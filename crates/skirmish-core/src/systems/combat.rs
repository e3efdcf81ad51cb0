//! Damage resolution and line-of-sight checks.

use hecs::{Entity, World};
use log::debug;

use crate::components::{Attributes, Health, Position, Team, UnitStatus, Vec3};
use crate::generation::Obstacle;

use super::events::{BattleEvent, EventQueue};

/// Ranges above this need line of sight to fire; melee swings don't
pub const RANGED_THRESHOLD: f32 = 3.0;
/// Slack added to obstacle radii when testing shot occlusion
pub const LOS_CLEARANCE: f32 = 0.6;

/// True when no obstacle comes close enough to the straight segment
/// between attacker and target to block the shot.
pub fn line_of_sight(from: Vec3, to: Vec3, obstacles: &[Obstacle]) -> bool {
    let ab = to - from;
    let ab_len_sq = ab.length_squared();
    for obs in obstacles {
        let ao = obs.position - from;
        let t = if ab_len_sq > 0.0 {
            (ao.dot(&ab) / ab_len_sq).clamp(0.0, 1.0)
        } else {
            0.0
        };
        let closest = from + ab * t;
        if closest.distance(&obs.position) < obs.radius + LOS_CLEARANCE {
            return false;
        }
    }
    true
}

/// Apply raw damage to a unit, mitigated by its defense
/// (`damage = max(0, raw - defense)`). Emits a hit event, and a death
/// event when this reduces health to zero or below.
///
/// Returns true when the target died from this hit.
pub fn deal_damage(world: &mut World, target: Entity, raw: f32, events: &mut EventQueue) -> bool {
    let Ok(defense) = world.get::<&Attributes>(target).map(|a| a.defense) else {
        return false;
    };
    let already_dead = world
        .get::<&UnitStatus>(target)
        .map(|s| !s.is_alive())
        .unwrap_or(true);
    if already_dead {
        return false;
    }

    let damage = (raw - defense).max(0.0);
    let position = world
        .get::<&Position>(target)
        .map(|p| p.world)
        .unwrap_or(Vec3::ZERO);

    let depleted = {
        let Ok(mut health) = world.get::<&mut Health>(target) else {
            return false;
        };
        health.current -= damage;
        health.is_depleted()
    };

    events.push(BattleEvent::HitLanded { position });

    if depleted {
        if let Ok(mut status) = world.get::<&mut UnitStatus>(target) {
            *status = UnitStatus::Dead;
        }
        let team = world.get::<&Team>(target).map(|t| *t).unwrap_or(Team::A);
        events.push(BattleEvent::UnitDied {
            unit: target,
            team,
            position,
        });
        debug!("unit {target:?} ({team:?}) died");
        return true;
    }
    false
}

#[cfg(test)]
mod tests {
    use super::*;
    use crate::components::UnitClass;
    use crate::config::SimConfig;
    use crate::generation::ObstacleKind;

    fn spawn_unit(world: &mut World, class: UnitClass) -> Entity {
        let attrs = *SimConfig::default().attributes.get(class);
        world.spawn((
            Team::B,
            class,
            attrs,
            Health::new(attrs.max_health),
            UnitStatus::Alive,
            Position::new(Vec3::new(0.0, 1.1, 0.0)),
        ))
    }

    #[test]
    fn test_damage_mitigated_by_defense() {
        let mut world = World::new();
        let mut events = EventQueue::new();
        let target = spawn_unit(&mut world, UnitClass::Warrior); // defense 10

        deal_damage(&mut world, target, 14.0, &mut events);

        let health = world.get::<&Health>(target).unwrap();
        assert_eq!(health.current, 96.0);
    }

    #[test]
    fn test_damage_never_negative() {
        let mut world = World::new();
        let mut events = EventQueue::new();
        let target = spawn_unit(&mut world, UnitClass::Warrior);

        // Attack below defense heals nothing
        deal_damage(&mut world, target, 5.0, &mut events);

        let health = world.get::<&Health>(target).unwrap();
        assert_eq!(health.current, 100.0);
        // The hit still registered (cosmetic feedback)
        assert_eq!(events.len(), 1);
    }

    #[test]
    fn test_lethal_damage_kills_and_reports() {
        let mut world = World::new();
        let mut events = EventQueue::new();
        let target = spawn_unit(&mut world, UnitClass::Mage); // 60 health, 0 defense

        let died = deal_damage(&mut world, target, 100.0, &mut events);

        assert!(died);
        assert_eq!(*world.get::<&UnitStatus>(target).unwrap(), UnitStatus::Dead);
        assert!(events
            .iter()
            .any(|e| matches!(e, BattleEvent::UnitDied { .. })));
    }

    #[test]
    fn test_dead_units_take_no_further_damage() {
        let mut world = World::new();
        let mut events = EventQueue::new();
        let target = spawn_unit(&mut world, UnitClass::Mage);

        assert!(deal_damage(&mut world, target, 100.0, &mut events));
        let health_after_death = world.get::<&Health>(target).unwrap().current;
        assert!(!deal_damage(&mut world, target, 100.0, &mut events));
        assert_eq!(world.get::<&Health>(target).unwrap().current, health_after_death);
    }

    #[test]
    fn test_line_of_sight_clear() {
        let from = Vec3::new(0.0, 1.1, 0.0);
        let to = Vec3::new(10.0, 1.1, 0.0);
        let far_away = Obstacle {
            position: Vec3::new(5.0, 1.2, 8.0),
            radius: 1.2,
            kind: ObstacleKind::Rock,
        };
        assert!(line_of_sight(from, to, &[far_away]));
    }

    #[test]
    fn test_line_of_sight_blocked_by_obstacle_on_segment() {
        let from = Vec3::new(0.0, 1.1, 0.0);
        let to = Vec3::new(10.0, 1.1, 0.0);
        let in_the_way = Obstacle {
            position: Vec3::new(5.0, 1.2, 0.0),
            radius: 1.0,
            kind: ObstacleKind::Tree,
        };
        assert!(!line_of_sight(from, to, &[in_the_way]));
    }

    #[test]
    fn test_line_of_sight_obstacle_beyond_target_does_not_block() {
        let from = Vec3::new(0.0, 1.1, 0.0);
        let to = Vec3::new(10.0, 1.1, 0.0);
        let beyond = Obstacle {
            position: Vec3::new(20.0, 1.2, 0.0),
            radius: 1.2,
            kind: ObstacleKind::Rock,
        };
        assert!(line_of_sight(from, to, &[beyond]));
    }

    #[test]
    fn test_line_of_sight_degenerate_segment() {
        let here = Vec3::new(0.0, 1.1, 0.0);
        assert!(line_of_sight(here, here, &[]));
    }
}
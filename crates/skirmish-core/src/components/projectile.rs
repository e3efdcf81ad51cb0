//! Projectile component - arrows and magic bolts in flight.

use hecs::Entity;
use serde::{Deserialize, Serialize};

use super::common::Vec3;
use super::units::Team;

/// Visual kind of a projectile, for the presentation layer
#[derive(Debug, Clone, Copy, PartialEq, Eq, Serialize, Deserialize)]
pub enum ProjectileKind {
    /// Fired by archers
    Arrow,
    /// Fired by mages
    Bolt,
}

/// A projectile in flight. Direction is fixed at launch (no homing);
/// only the impact test tracks the target's live position.
#[derive(Debug, Clone, Serialize, Deserialize)]
pub struct Projectile {
    pub team: Team,
    pub kind: ProjectileKind,
    /// Raw damage applied on impact (before the target's defense)
    pub damage: f32,
    /// World units per second, set at launch
    pub velocity: Vec3,
    /// Seconds of flight left before the projectile expires
    pub ttl: f32,
    /// Intended victim; the projectile fizzles if it dies first
    #[serde(skip)]
    pub target: Option<Entity>,
}
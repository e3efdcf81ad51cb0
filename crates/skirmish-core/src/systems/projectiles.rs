//! Projectile flight and impact resolution.

use hecs::{Entity, World};

use crate::components::{Position, Projectile, ProjectileKind, Team, UnitStatus, Vec3};
use crate::config::ProjectileConfig;

use super::combat::deal_damage;
use super::events::EventQueue;

/// A shot queued during the unit AI pass, spawned into the world before
/// projectiles are advanced (so it flies on the frame it was fired).
#[derive(Debug, Clone, Copy)]
pub struct ProjectileSpawn {
    pub origin: Vec3,
    pub velocity: Vec3,
    pub team: Team,
    pub damage: f32,
    pub target: Entity,
    pub kind: ProjectileKind,
}

/// Turn queued shots into projectile entities
pub fn spawn_projectiles(world: &mut World, spawns: Vec<ProjectileSpawn>, config: &ProjectileConfig) {
    for spawn in spawns {
        let mut position = Position::new(spawn.origin);
        position.facing = spawn.velocity.x.atan2(spawn.velocity.z);
        world.spawn((
            position,
            Projectile {
                team: spawn.team,
                kind: spawn.kind,
                damage: spawn.damage,
                velocity: spawn.velocity,
                ttl: config.lifetime,
                target: Some(spawn.target),
            },
        ));
    }
}

/// Advance every projectile: straight flight along the launch velocity,
/// impact when close enough to the (possibly moved) living target, silent
/// expiry when the lifetime runs out.
pub fn projectile_system(
    world: &mut World,
    config: &ProjectileConfig,
    dt: f32,
    events: &mut EventQueue,
) {
    let in_flight: Vec<Entity> = world
        .query::<&Projectile>()
        .iter()
        .map(|(entity, _)| entity)
        .collect();

    let mut finished = Vec::new();
    for entity in in_flight {
        let (velocity, target, damage, expired) = {
            let Ok(mut proj) = world.get::<&mut Projectile>(entity) else {
                continue;
            };
            proj.ttl -= dt;
            (proj.velocity, proj.target, proj.damage, proj.ttl <= 0.0)
        };

        let position = {
            let Ok(mut pos) = world.get::<&mut Position>(entity) else {
                continue;
            };
            pos.world += velocity * dt;
            pos.facing = velocity.x.atan2(velocity.z);
            pos.world
        };

        let mut hit = false;
        if let Some(target) = target {
            let target_alive = world
                .get::<&UnitStatus>(target)
                .map(|s| s.is_alive())
                .unwrap_or(false);
            if target_alive {
                let target_pos = world
                    .get::<&Position>(target)
                    .map(|p| p.world)
                    .unwrap_or(Vec3::ZERO);
                if position.distance(&target_pos) < config.impact_radius {
                    deal_damage(world, target, damage, events);
                    hit = true;
                }
            }
        }

        if hit || expired {
            finished.push(entity);
        }
    }

    for entity in finished {
        let _ = world.despawn(entity);
    }
}
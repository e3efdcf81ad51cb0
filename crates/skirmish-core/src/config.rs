//! Simulation configuration - terrain tunables, the class attribute table,
//! projectile parameters, and battle compositions.
//!
//! Attribute data stays table-driven: per-class numbers live here, and the
//! combat systems only ever read them through `Attributes` copied at spawn.

use log::warn;
use serde::{Deserialize, Serialize};

use crate::components::{Attributes, UnitClass};

/// Vertical offset of a unit's center above the terrain surface
pub const UNIT_HEIGHT_OFFSET: f32 = 1.1;

/// Terrain and obstacle generation parameters
#[derive(Debug, Clone)]
pub struct TerrainConfig {
    /// Side length of the square terrain, in world units
    pub terrain_size: f32,
    /// Side length of a navigation grid cell
    pub cell_size: f32,
    /// Maximum traversable slope (|Δheight| per unit of horizontal distance)
    pub max_slope: f32,
    /// Obstacles per square world unit
    pub obstacle_density: f32,
    /// Horizontal frequency of the elevation noise
    pub noise_scale: f32,
    /// Vertical scale of the elevation noise; 0 forces flat terrain
    pub noise_amplitude: f32,
}

impl Default for TerrainConfig {
    fn default() -> Self {
        Self {
            terrain_size: 100.0,
            cell_size: 2.0,
            max_slope: 1.0,
            obstacle_density: 0.05,
            noise_scale: 0.08,
            noise_amplitude: 4.0,
        }
    }
}

impl TerrainConfig {
    /// Flat, obstacle-free variant used by scenario and regression tests
    pub fn flat() -> Self {
        Self {
            noise_amplitude: 0.0,
            obstacle_density: 0.0,
            ..Self::default()
        }
    }
}

/// Projectile flight parameters
#[derive(Debug, Clone)]
pub struct ProjectileConfig {
    /// Flight speed in world units per second
    pub speed: f32,
    /// Distance to the target at which the projectile hits
    pub impact_radius: f32,
    /// Seconds of flight before the projectile expires without effect
    pub lifetime: f32,
}

impl Default for ProjectileConfig {
    fn default() -> Self {
        Self {
            speed: 16.0,
            impact_radius: 1.1,
            lifetime: 2.5,
        }
    }
}

/// Per-class base attributes
#[derive(Debug, Clone)]
pub struct ClassAttributes {
    pub warrior: Attributes,
    pub archer: Attributes,
    pub mage: Attributes,
}

impl Default for ClassAttributes {
    fn default() -> Self {
        Self {
            warrior: Attributes {
                max_health: 100.0,
                attack: 20.0,
                speed: 3.0,
                defense: 10.0,
                range: 2.2,
                attack_interval: 0.7,
            },
            archer: Attributes {
                max_health: 80.0,
                attack: 14.0,
                speed: 3.4,
                defense: 5.0,
                range: 9.0,
                attack_interval: 1.2,
            },
            mage: Attributes {
                max_health: 60.0,
                attack: 26.0,
                speed: 2.8,
                defense: 0.0,
                range: 7.0,
                attack_interval: 1.6,
            },
        }
    }
}

impl ClassAttributes {
    pub fn get(&self, class: UnitClass) -> &Attributes {
        match class {
            UnitClass::Warrior => &self.warrior,
            UnitClass::Archer => &self.archer,
            UnitClass::Mage => &self.mage,
        }
    }
}

/// Top-level simulation configuration
#[derive(Debug, Clone, Default)]
pub struct SimConfig {
    pub terrain: TerrainConfig,
    pub attributes: ClassAttributes,
    pub projectile: ProjectileConfig,
}

impl SimConfig {
    /// Upper bound on a single frame's delta time, for stability under
    /// slow frames and frame drops
    pub const MAX_FRAME_DT: f32 = 0.05;
}

/// Unit counts for one team
#[derive(Debug, Clone, Copy, Default, Serialize, Deserialize)]
pub struct TeamComposition {
    pub warriors: u32,
    pub archers: u32,
    pub mages: u32,
}

impl TeamComposition {
    pub fn new(warriors: u32, archers: u32, mages: u32) -> Self {
        Self {
            warriors,
            archers,
            mages,
        }
    }

    pub fn total(&self) -> u32 {
        self.warriors + self.archers + self.mages
    }

    pub fn count(&self, class: UnitClass) -> u32 {
        match class {
            UnitClass::Warrior => self.warriors,
            UnitClass::Archer => self.archers,
            UnitClass::Mage => self.mages,
        }
    }
}

/// Unit counts for both teams of a battle
#[derive(Debug, Clone, Copy, Default, Serialize, Deserialize)]
pub struct BattleComposition {
    pub team_a: TeamComposition,
    pub team_b: TeamComposition,
}

impl BattleComposition {
    pub fn new(team_a: TeamComposition, team_b: TeamComposition) -> Self {
        Self { team_a, team_b }
    }

    /// The 5/3/2 vs 5/3/2 preset offered as a one-click start
    pub fn quick_skirmish() -> Self {
        Self {
            team_a: TeamComposition::new(5, 3, 2),
            team_b: TeamComposition::new(5, 3, 2),
        }
    }

    /// Each team needs at least one unit to field a battle
    pub fn validate(&self) -> Result<(), CompositionError> {
        if self.team_a.total() == 0 {
            return Err(CompositionError::EmptyTeam("A"));
        }
        if self.team_b.total() == 0 {
            return Err(CompositionError::EmptyTeam("B"));
        }
        Ok(())
    }
}

/// Rejection reason for an invalid battle composition
#[derive(Debug, Clone, Copy, PartialEq, Eq)]
pub enum CompositionError {
    /// The named team fields zero units
    EmptyTeam(&'static str),
}

impl std::fmt::Display for CompositionError {
    fn fmt(&self, f: &mut std::fmt::Formatter<'_>) -> std::fmt::Result {
        match self {
            CompositionError::EmptyTeam(team) => {
                write!(f, "each team needs at least one unit (team {team} is empty)")
            }
        }
    }
}

impl std::error::Error for CompositionError {}

/// Parse a unit count from user input. Malformed input is coerced to zero
/// with a logged warning rather than rejected.
pub fn parse_unit_count(input: &str) -> u32 {
    match input.trim().parse::<u32>() {
        Ok(count) => count,
        Err(_) => {
            warn!("invalid unit count {input:?}, using 0");
            0
        }
    }
}

#[cfg(test)]
mod tests {
    use super::*;

    #[test]
    fn test_composition_validation() {
        let comp = BattleComposition::quick_skirmish();
        assert!(comp.validate().is_ok());

        let empty_b = BattleComposition::new(TeamComposition::new(1, 0, 0), TeamComposition::default());
        assert_eq!(empty_b.validate(), Err(CompositionError::EmptyTeam("B")));
        assert!(empty_b
            .validate()
            .unwrap_err()
            .to_string()
            .contains("at least one unit"));
    }

    #[test]
    fn test_composition_totals() {
        let comp = TeamComposition::new(5, 3, 2);
        assert_eq!(comp.total(), 10);
        assert_eq!(comp.count(UnitClass::Archer), 3);
    }

    #[test]
    fn test_class_attribute_table() {
        let attrs = ClassAttributes::default();
        assert!(attrs.get(UnitClass::Archer).range > attrs.get(UnitClass::Warrior).range);
        assert_eq!(attrs.get(UnitClass::Mage).defense, 0.0);
    }

    #[test]
    fn test_parse_unit_count_coerces_garbage() {
        assert_eq!(parse_unit_count("7"), 7);
        assert_eq!(parse_unit_count(" 12 "), 12);
        assert_eq!(parse_unit_count("abc"), 0);
        assert_eq!(parse_unit_count("-3"), 0);
        assert_eq!(parse_unit_count(""), 0);
    }
}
• • •
What you should do:
From the data above, copy out every line with the string "parameters" in it.

Answer below:
//! projectile parameters, and battle compositions.
/// Terrain and obstacle generation parameters
/// Projectile flight parameters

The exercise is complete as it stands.